## WHAT TO DO
When a line in the entries below contains "calls", tally it; give the tally with nothing added.
(DATA PROVIDED)
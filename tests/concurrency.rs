//! Concurrency tests for shared pool, registry and handler state

#![allow(clippy::expect_used, clippy::unwrap_used)]

use peerwire::config::{NetworkConfig, PoolConfig};
use peerwire::connection::Connection;
use peerwire::core::body::{decode_frame, encode_packet, Pipeline};
use peerwire::core::envelope::PacketFlags;
use peerwire::core::packet::Packet;
use peerwire::protocol::dispatcher::HandlerMap;
use peerwire::protocol::messages::{StreamChunk, STREAM_CHUNK};
use peerwire::utils::buffer_pool::{PoolClass, SocketPool};
use peerwire::utils::compression::CompressionKind;
use peerwire::utils::crypto::Crypto;
use std::sync::atomic::{AtomicUsize, Ordering};
use std::sync::Arc;
use tokio::task::JoinSet;

#[tokio::test(flavor = "multi_thread", worker_threads = 8)]
async fn concurrent_pipeline_heavy() {
    let iterations = 2_000usize;
    let payload_sizes = [0usize, 64, 512, 4096, 65536];
    let crypto = Arc::new(Crypto::new(&[3u8; 32]));

    let mut tasks = JoinSet::new();
    for &size in &payload_sizes {
        let crypto = Arc::clone(&crypto);
        tasks.spawn(async move {
            let pipeline = Pipeline::new(Some(crypto.as_ref()), CompressionKind::Lz4);
            for i in 0..iterations {
                let chunk = StreamChunk {
                    stream_id: i as u64,
                    data: vec![((i + size) & 0xFF) as u8; size],
                    ..Default::default()
                };
                let packet = Packet::new(STREAM_CHUNK, 0, chunk)
                    .with_flags(PacketFlags::ENCRYPTED | PacketFlags::COMPRESSED);
                let frame = encode_packet(&packet, pipeline).unwrap();
                let decoded = decode_frame(frame, pipeline).unwrap();
                assert_eq!(decoded.body::<StreamChunk>().unwrap().data.len(), size);
            }
        });
    }

    while let Some(res) = tasks.join_next().await {
        res.unwrap();
    }
}

#[test]
fn concurrent_pool_leases_return_home() {
    let config = PoolConfig {
        buffer_size: 1024,
        read_slots: 4,
        write_slots: 4,
        accept_slots: 1,
        headroom: 2,
    };
    let pool = SocketPool::new(&config, 64 * 1024);
    let capacity = pool.capacity(PoolClass::Write);

    let handles: Vec<_> = (0..16)
        .map(|t| {
            let pool = pool.clone();
            std::thread::spawn(move || {
                for i in 0..500 {
                    let class = if (t + i) % 2 == 0 { PoolClass::Write } else { PoolClass::Read };
                    let mut lease = pool.acquire(class);
                    lease.buffer_mut().extend_from_slice(&[t as u8; 64]);
                    assert_eq!(lease.class(), class);
                }
            })
        })
        .collect();

    for handle in handles {
        handle.join().unwrap();
    }

    // ad-hoc overflow leases are freed, pooled ones all come back
    assert_eq!(pool.available(PoolClass::Write), capacity);
    assert_eq!(pool.available(PoolClass::Read), pool.capacity(PoolClass::Read));
}

#[test]
fn exhausted_pool_hands_out_adhoc_leases() {
    let config = PoolConfig {
        buffer_size: 256,
        read_slots: 1,
        write_slots: 1,
        accept_slots: 1,
        headroom: 0,
    };
    let pool = SocketPool::new(&config, 1024);

    let first = pool.acquire(PoolClass::Accept);
    let second = pool.acquire(PoolClass::Accept);
    assert!(first.is_returnable());
    assert!(!second.is_returnable());
    assert_eq!(pool.adhoc_leases(), 1);

    drop(second);
    assert_eq!(pool.available(PoolClass::Accept), 0);
    drop(first);
    assert_eq!(pool.available(PoolClass::Accept), 1);
}

#[tokio::test(flavor = "multi_thread", worker_threads = 4)]
async fn registration_during_dispatch() {
    let conn = Connection::initiator(NetworkConfig::default()).unwrap();
    let handlers = Arc::new(HandlerMap::new());
    let calls = Arc::new(AtomicUsize::new(0));

    {
        let calls = Arc::clone(&calls);
        handlers
            .register(500, 0, move |_: &Connection, _: &Packet| {
                calls.fetch_add(1, Ordering::Relaxed);
                Ok(None)
            })
            .unwrap();
    }

    let registrar = {
        let handlers = Arc::clone(&handlers);
        std::thread::spawn(move || {
            for i in 0..1_000 {
                let id = handlers
                    .register(500, 1 + (i % 3), |_: &Connection, _: &Packet| Ok(None))
                    .unwrap();
                if i % 2 == 0 {
                    handlers.unregister(500, 1 + (i % 3), id).unwrap();
                }
            }
        })
    };

    let packet = Packet::new(500, 0, ());
    for _ in 0..1_000 {
        for handler in handlers.resolve(&packet).unwrap() {
            handler(&conn, &packet).unwrap();
        }
    }
    registrar.join().unwrap();

    // subtype registrations never shadow the type-level callback for subtype 0
    assert_eq!(calls.load(Ordering::Relaxed), 1_000);
    assert!(handlers.is_registered(500, 2));
}

#[tokio::test(flavor = "multi_thread", worker_threads = 4)]
async fn handler_may_register_on_its_own_connection() {
    let conn = Connection::initiator(NetworkConfig::default()).unwrap();
    let handlers = Arc::new(HandlerMap::new());

    {
        let inner = Arc::clone(&handlers);
        handlers
            .register(501, 0, move |_: &Connection, _: &Packet| {
                inner.register(502, 0, |_: &Connection, _: &Packet| Ok(None))?;
                Ok(None)
            })
            .unwrap();
    }

    let packet = Packet::new(501, 0, ());
    for handler in handlers.resolve(&packet).unwrap() {
        handler(&conn, &packet).unwrap();
    }
    assert!(handlers.is_registered(502, 0));
}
(End DATA PROVIDED)
## WRITTEN SOLUTION
4